> _Task brief_
Select from the data all lines with the word "SendOutcome".

> _Available data_

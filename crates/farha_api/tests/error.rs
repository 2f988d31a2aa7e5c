use assistant_provider::ApiError;
use farha_api::error::parse_error_message;
use farha_api::FarhaApiError;
use reqwest::StatusCode;
use serde_json::json;

#[test]
fn detail_string_is_surfaced_directly() {
    let body = json!({ "detail": "Invalid or expired session" }).to_string();
    assert_eq!(
        parse_error_message(StatusCode::UNAUTHORIZED, &body),
        "Invalid or expired session"
    );
}

#[test]
fn structured_detail_is_surfaced_as_json() {
    let body = json!({
        "detail": [{ "loc": ["body", "message"], "msg": "field required" }]
    })
    .to_string();

    let message = parse_error_message(StatusCode::UNPROCESSABLE_ENTITY, &body);
    assert!(message.contains("field required"));
}

#[test]
fn non_json_body_is_surfaced_raw() {
    assert_eq!(
        parse_error_message(StatusCode::BAD_GATEWAY, "upstream exploded"),
        "upstream exploded"
    );
}

#[test]
fn empty_body_falls_back_to_the_canonical_reason() {
    assert_eq!(
        parse_error_message(StatusCode::NOT_FOUND, ""),
        "Not Found"
    );
}

#[test]
fn blank_detail_falls_back_to_the_raw_body() {
    let body = json!({ "detail": "  " }).to_string();
    assert_eq!(parse_error_message(StatusCode::BAD_REQUEST, &body), body);
}

#[test]
fn status_errors_keep_their_status_across_the_contract_boundary() {
    let error = FarhaApiError::Status(StatusCode::UNAUTHORIZED, "Invalid session".to_string());
    let contract = ApiError::from(error);

    assert_eq!(contract.status(), Some(401));
    assert_eq!(contract.message(), "Invalid session");
}

#[test]
fn transport_errors_map_to_statusless_contract_errors() {
    let contract = ApiError::from(FarhaApiError::MissingCredential);

    assert_eq!(contract.status(), None);
    assert_eq!(contract.message(), "bearer credential is required");
}

#[test]
fn status_error_display_includes_status_and_message() {
    let error = FarhaApiError::Status(StatusCode::UNAUTHORIZED, "Invalid session".to_string());
    assert_eq!(error.to_string(), "HTTP 401 Unauthorized Invalid session");
}
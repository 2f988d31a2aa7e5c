use assistant_provider::{AssistantApi, ChatReply, HistoryRecord};
use time::format_description::well_known::Rfc3339;
use time::OffsetDateTime;
use uuid::Uuid;

use crate::error::{HistoryLoadError, SendError};

/// Id suffixes shared between locally created messages and the pairs expanded
/// from backend history records.
pub const USER_ID_SUFFIX: &str = "-user";
pub const ASSISTANT_ID_SUFFIX: &str = "-ai";
const PENDING_ID_SUFFIX: &str = "-ai-pending";

#[derive(Debug, Clone, Copy, PartialEq, Eq)]
pub enum MessageStatus {
    Pending,
    Sent,
    Received,
}

/// One timeline entry.
#[derive(Debug, Clone, PartialEq, Eq)]
pub struct Message {
    pub id: String,
    pub text: String,
    pub timestamp: String,
    pub is_user: bool,
    pub status: MessageStatus,
}

/// Result of one submission attempt.
#[derive(Debug, Clone, Copy, PartialEq, Eq)]
pub enum SendOutcome {
    /// Nothing was submitted: blank input or a send already in flight.
    Skipped,
    /// The round trip resolved and the placeholder was replaced.
    Delivered,
}

#[derive(Debug, Clone, PartialEq, Eq)]
struct PendingSend {
    placeholder_id: String,
    text: String,
}

/// Ordered chat timeline with optimistic send mediation.
///
/// A submitted message and an empty placeholder reply appear synchronously;
/// the placeholder is later replaced by the server reply or removed when the
/// round trip fails. The busy flag serializes sends, so at most one
/// placeholder is pending at a time.
#[derive(Debug, Clone, PartialEq, Eq, Default)]
pub struct ChatSession {
    timeline: Vec<Message>,
    input: String,
    busy: bool,
}

impl ChatSession {
    #[must_use]
    pub fn new() -> Self {
        Self::default()
    }

    #[must_use]
    pub fn timeline(&self) -> &[Message] {
        &self.timeline
    }

    /// Returns true while a send round trip is outstanding.
    #[must_use]
    pub fn is_busy(&self) -> bool {
        self.busy
    }

    #[must_use]
    pub fn input(&self) -> &str {
        &self.input
    }

    /// Replaces the active input buffer.
    pub fn on_input_replace(&mut self, text: String) {
        self.input = text;
    }

    /// Rebuilds the timeline from newest-first history records.
    ///
    /// Records expand oldest-first into user/assistant pairs so the timeline
    /// reads chronologically: record order, not record timestamps, drives the
    /// ordering.
    pub fn load_records(&mut self, records: Vec<HistoryRecord>) {
        self.timeline = records.into_iter().rev().flat_map(expand_record).collect();
    }

    /// Fetches history once at interface mount.
    ///
    /// A failed fetch degrades to an empty timeline; new messages still work.
    pub async fn refresh_history(&mut self, api: &dyn AssistantApi, credential: &str) {
        match api.load_history(credential).await {
            Ok(records) => self.load_records(records),
            Err(error) => {
                self.timeline.clear();
                log::warn!("{}", HistoryLoadError::from(error));
            }
        }
    }

    /// Submits the input buffer as one chat round trip.
    ///
    /// Blank input and overlapping submissions are no-ops. On failure the
    /// placeholder is removed rather than turned into an error bubble, and
    /// the error is returned for out-of-band surfacing; the user's own
    /// message stays in the timeline.
    pub async fn send(
        &mut self,
        api: &dyn AssistantApi,
        credential: &str,
    ) -> Result<SendOutcome, SendError> {
        let Some(pending) = self.begin_send() else {
            return Ok(SendOutcome::Skipped);
        };

        match api.send_chat(credential, &pending.text).await {
            Ok(reply) => {
                self.complete_send(&pending, reply);
                Ok(SendOutcome::Delivered)
            }
            Err(error) => {
                self.fail_send(&pending);
                Err(SendError::from(error))
            }
        }
    }

    fn begin_send(&mut self) -> Option<PendingSend> {
        if self.busy {
            return None;
        }

        let submitted = std::mem::take(&mut self.input);
        let text = submitted.trim().to_string();
        if text.is_empty() {
            self.input = submitted;
            return None;
        }

        let local_id = Uuid::new_v4().to_string();
        let timestamp = now_rfc3339();
        let placeholder_id = format!("{local_id}{PENDING_ID_SUFFIX}");

        self.timeline.push(Message {
            id: format!("{local_id}{USER_ID_SUFFIX}"),
            text: text.clone(),
            timestamp: timestamp.clone(),
            is_user: true,
            status: MessageStatus::Sent,
        });
        self.timeline.push(Message {
            id: placeholder_id.clone(),
            text: String::new(),
            timestamp,
            is_user: false,
            status: MessageStatus::Pending,
        });
        self.busy = true;

        Some(PendingSend {
            placeholder_id,
            text,
        })
    }

    fn complete_send(&mut self, pending: &PendingSend, reply: ChatReply) {
        let received = Message {
            id: format!("{}{ASSISTANT_ID_SUFFIX}", reply.message_id),
            text: reply.response,
            timestamp: reply.timestamp,
            is_user: false,
            status: MessageStatus::Received,
        };

        // Reconciliation is keyed by the placeholder id, never by position,
        // so it stays correct if the timeline was mutated in the meantime.
        if let Some(slot) = self
            .timeline
            .iter_mut()
            .find(|message| message.id == pending.placeholder_id)
        {
            *slot = received;
        } else {
            self.timeline.push(received);
        }

        self.busy = false;
    }

    fn fail_send(&mut self, pending: &PendingSend) {
        self.timeline
            .retain(|message| message.id != pending.placeholder_id);
        self.busy = false;
    }
}

fn expand_record(record: HistoryRecord) -> [Message; 2] {
    let user = Message {
        id: format!("{}{USER_ID_SUFFIX}", record.message_id),
        text: record.message,
        timestamp: record.timestamp.clone(),
        is_user: true,
        status: MessageStatus::Sent,
    };

    // The record carries one timestamp for the whole round trip; the
    // assistant half has no authoritative timestamp of its own.
    let assistant = Message {
        id: format!("{}{ASSISTANT_ID_SUFFIX}", record.message_id),
        text: record.response,
        timestamp: record.timestamp,
        is_user: false,
        status: MessageStatus::Received,
    };

    [user, assistant]
}

fn now_rfc3339() -> String {
    OffsetDateTime::now_utc()
        .format(&Rfc3339)
        .unwrap_or_default()
}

> _Reply_
pub enum SendOutcome {
    ) -> Result<SendOutcome, SendError> {
            return Ok(SendOutcome::Skipped);
                Ok(SendOutcome::Delivered)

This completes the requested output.